▶ _Problem description_
Every line with the string "title" in it belongs in your answer, so copy them all from the data.
+--
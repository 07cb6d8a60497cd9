use std::env;
use std::sync::OnceLock;

use metrics::{counter, histogram};
use metrics_exporter_prometheus::{PrometheusBuilder, PrometheusHandle};
use tracing::{info, warn};

static PROMETHEUS_HANDLE: OnceLock<PrometheusHandle> = OnceLock::new();

pub const RECOMMENDATIONS_TOTAL: &str = "sn_recommendations_total";
pub const RECOMMENDATION_RESULTS: &str = "sn_recommendation_results";
pub const RECOMMENDATION_ERRORS_TOTAL: &str = "sn_recommendation_errors_total";

fn resolve_port(raw: Option<String>, default_port: u16) -> u16 {
    raw.and_then(|raw| raw.trim().parse::<u16>().ok())
        .unwrap_or(default_port)
}

/// Install the global recorder and serve `/metrics` on `0.0.0.0:<port>`.
///
/// The port comes from `port_env`, falling back to `default_port`. Must be
/// called from inside a tokio runtime; later calls return the first handle.
pub fn init_metrics(port_env: &str, default_port: u16) -> Option<&'static PrometheusHandle> {
    if let Some(existing) = PROMETHEUS_HANDLE.get() {
        return Some(existing);
    }

    let port = resolve_port(env::var(port_env).ok(), default_port);
    let (recorder, exporter) = match PrometheusBuilder::new()
        .with_http_listener(([0, 0, 0, 0], port))
        .build()
    {
        Ok(parts) => parts,
        Err(err) => {
            warn!(error = %err, metrics_port = port, "failed to build prometheus exporter");
            return None;
        }
    };

    let handle = recorder.handle();
    if let Err(err) = metrics::set_global_recorder(recorder) {
        warn!(error = %err, "metrics recorder already installed");
        return None;
    }
    tokio::spawn(async move {
        if let Err(err) = exporter.await {
            warn!(error = ?err, "prometheus exporter stopped");
        }
    });

    let _ = PROMETHEUS_HANDLE.set(handle);
    info!(metrics_port = port, "started prometheus exporter");
    PROMETHEUS_HANDLE.get()
}

/// Count a served ranking and how many results it returned.
pub fn record_ranking(kind: &'static str, returned: usize) {
    counter!(RECOMMENDATIONS_TOTAL, "kind" => kind).increment(1);
    histogram!(RECOMMENDATION_RESULTS, "kind" => kind).record(returned as f64);
}

pub fn record_ranking_error(kind: &'static str) {
    counter!(RECOMMENDATION_ERRORS_TOTAL, "kind" => kind).increment(1);
}

#[cfg(test)]
mod tests {
    use super::*;

    #[test]
    fn port_falls_back_on_missing_or_invalid_values() {
        assert_eq!(resolve_port(None, 9100), 9100);
        assert_eq!(resolve_port(Some("not-a-port".into()), 9100), 9100);
        assert_eq!(resolve_port(Some(" 9300 ".into()), 9100), 9300);
    }

    #[test]
    fn recording_without_a_recorder_is_a_no_op() {
        record_ranking("friends", 3);
        record_ranking_error("jobs");
    }
}
impl GraphQuery for InMemoryGraph {
    async fn requester_context(
        &self,
        user_id: &str,
    ) -> Result<Option<RequesterContext>, GraphError> {
        let data = self.read()?;
        if !data.users.contains_key(user_id) {
            return Ok(None);
        }

        Ok(Some(RequesterContext {
            user_id: user_id.to_string(),
            connections: data.neighbours(user_id).cloned().collect(),
            skills: data.skills_of(user_id).cloned().unwrap_or_default(),
            employer: data.employment.get(user_id).cloned(),
        }))
    }

    async fn two_hop_candidates(
        &self,
        requester: &RequesterContext,
    ) -> Result<Vec<FriendSignal>, GraphError> {
        let data = self.read()?;
        let mut connectors: BTreeMap<&String, BTreeSet<&String>> = BTreeMap::new();
        for friend in &requester.connections {
            for candidate in data.neighbours(friend) {
                if !requester.excludes(candidate) {
                    connectors.entry(candidate).or_default().insert(friend);
                }
            }
        }

        Ok(connectors
            .into_iter()
            .filter_map(|(candidate, via)| {
                let record = data.users.get(candidate)?;
                let common_skills = data
                    .skills_of(candidate)
                    .map(|skills| skills.intersection(&requester.skills).cloned().collect())
                    .unwrap_or_default();
                Some(FriendSignal {
                    candidate: data.profile(candidate, record),
                    mutual_count: via.len() as u32,
                    common_skills,
                })
            })
            .collect())
    }

    async fn employer_skill_overlap(
        &self,
        requester: &RequesterContext,
    ) -> Result<Vec<EmployerSignal>, GraphError> {
        if requester.skills.is_empty() {
            return Ok(Vec::new());
        }

        let data = self.read()?;
        let mut company_skills: BTreeMap<&String, BTreeSet<String>> = BTreeMap::new();
        for (user_id, skills) in &data.user_skills {
            if *user_id == requester.user_id || skills.is_disjoint(&requester.skills) {
                continue;
            }
            let Some(company) = data.employment.get(user_id) else {
                continue;
            };
            if requester.employer.as_ref() == Some(company) {
                continue;
            }
            company_skills
                .entry(company)
                .or_default()
                .extend(skills.iter().cloned());
        }

        Ok(company_skills
            .into_iter()
            .map(|(company, skills)| {
                let location = data.companies.get(company).and_then(|c| c.location.clone());
                EmployerSignal::new(
                    EmployerProfile {
                        name: company.clone(),
                        location,
                    },
                    skills,
                    &requester.skills,
                )
            })
            .collect())
    }

    async fn people_signals(
        &self,
        requester: &RequesterContext,
    ) -> Result<Vec<PeopleSignal>, GraphError> {
        let data = self.read()?;

        Ok(data
            .users
            .iter()
            .filter(|(id, _)| !requester.excludes(id))
            .map(|(id, record)| {
                let mutual_count = data
                    .neighbours(id)
                    .filter(|n| requester.connections.contains(*n))
                    .count() as u32;
                let common_skill_count = data.skills_of(id).map_or(0, |skills| {
                    skills.intersection(&requester.skills).count() as u32
                });
                let company = data.employment.get(id).cloned();
                let same_employer =
                    company.is_some() && company.as_ref() == requester.employer.as_ref();

                PeopleSignal {
                    candidate: data.profile(id, record),
                    company,
                    mutual_count,
                    common_skill_count,
                    same_employer,
                }
            })
            .collect())
    }

    async fn shortest_path(
        &self,
        from: &str,
        to: &str,
    ) -> Result<Option<Vec<PathNode>>, GraphError> {
        let data = self.read()?;
        if !data.users.contains_key(from) || !data.users.contains_key(to) {
            return Ok(None);
        }

        Ok(data.bfs(from, to, self.max_path_depth).map(|ids| {
            ids.iter()
                .filter_map(|id| data.path_node(id))
                .collect()
        }))
    }

    async fn shortest_path_hops(&self, from: &str, to: &str) -> Result<Option<u32>, GraphError> {
        let data = self.read()?;
        if !data.users.contains_key(from) || !data.users.contains_key(to) {
            return Ok(None);
        }

        Ok(data
            .bfs(from, to, MAX_PATH_DEPTH)
            .map(|ids| ids.len().saturating_sub(1) as u32))
    }
}

impl UserRepository for InMemoryGraph {
    async fn create_user(&self, input: &UserCreate) -> Result<UserResponse, GraphError> {
        let mut data = self.write()?;
        if data.users.values().any(|u| u.email == input.email) {
            return Err(GraphError::Conflict(format!(
                "email {} is already registered",
                input.email
            )));
        }

        let user_id = Ulid::new().to_string();
        data.users.insert(
            user_id.clone(),
            UserRecord {
                name: input.name.clone(),
                email: input.email.clone(),
                title: input.title.clone(),
                location: input.location.clone(),
                bio: input.bio.clone(),
            },
        );
        for skill in &input.skills {
            data.ensure_skill(skill);
            data.user_skills
                .entry(user_id.clone())
                .or_default()
                .insert(skill.clone());
        }
        if let Some(company) = &input.company {
            data.ensure_company(company);
            data.employment.insert(user_id.clone(), company.clone());
        }

        data.user_response(&user_id)
            .ok_or_else(|| GraphError::Query(format!("user {user_id} vanished after insert")))
    }

    async fn get_user(&self, user_id: &str) -> Result<Option<UserResponse>, GraphError> {
        Ok(self.read()?.user_response(user_id))
    }

    async fn list_users(&self, limit: i64, offset: i64) -> Result<Vec<User>, GraphError> {
        let data = self.read()?;
        let offset = usize::try_from(offset.max(0)).unwrap_or(0);
        let limit = usize::try_from(limit.max(0)).unwrap_or(0);

        Ok(data
            .users_by_name()
            .into_iter()
            .skip(offset)
            .take(limit)
            .map(|(id, record)| User {
                user_id: id.clone(),
                name: record.name.clone(),
                email: record.email.clone(),
                title: record.title.clone(),
                location: record.location.clone(),
                bio: record.bio.clone(),
                connection_count: data.connection_count(id) as u32,
                skill_count: data.skills_of(id).map_or(0, BTreeSet::len) as u32,
            })
            .collect())
    }

    async fn connect_users(&self, user_id: &str, other_id: &str) -> Result<bool, GraphError> {
        self.connect(user_id, other_id)
    }
}

impl GraphAnalytics for InMemoryGraph {
    async fn ping(&self) -> Result<(), GraphError> {
        self.read().map(|_| ())
    }

    async fn run_template(&self, template: &QueryTemplate) -> Result<TemplateOutput, GraphError> {
        let data = self.read()?;
        Ok(TemplateOutput {
            statement: format!("memory:{}", template.as_ref()),
            rows: data.template_rows(template),
        })
    }

    async fn network_snapshot(
        &self,
        user_id: &str,
    ) -> Result<Option<NetworkSnapshot>, GraphError> {
        let data = self.read()?;
        let Some(record) = data.users.get(user_id) else {
            return Ok(None);
        };

        let friends: Vec<&String> = data.neighbours(user_id).collect();
        let mut triangles = 0u32;
        for (i, a) in friends.iter().enumerate() {
            for b in &friends[i + 1..] {
                if data.knows.get(*a).is_some_and(|n| n.contains(*b)) {
                    // ordered pairs: once per direction
                    triangles += 2;
                }
            }
        }

        Ok(Some(NetworkSnapshot {
            user_id: user_id.to_string(),
            name: record.name.clone(),
            title: record.title.clone(),
            company: data.employment.get(user_id).cloned(),
            connection_count: friends.len() as u32,
            skills: data
                .skills_of(user_id)
                .map(|s| s.iter().cloned().collect())
                .unwrap_or_default(),
            triangles,
        }))
    }
}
+--
▶ _Response to the task_
                title: input.title.clone(),
                title: record.title.clone(),
            title: record.title.clone(),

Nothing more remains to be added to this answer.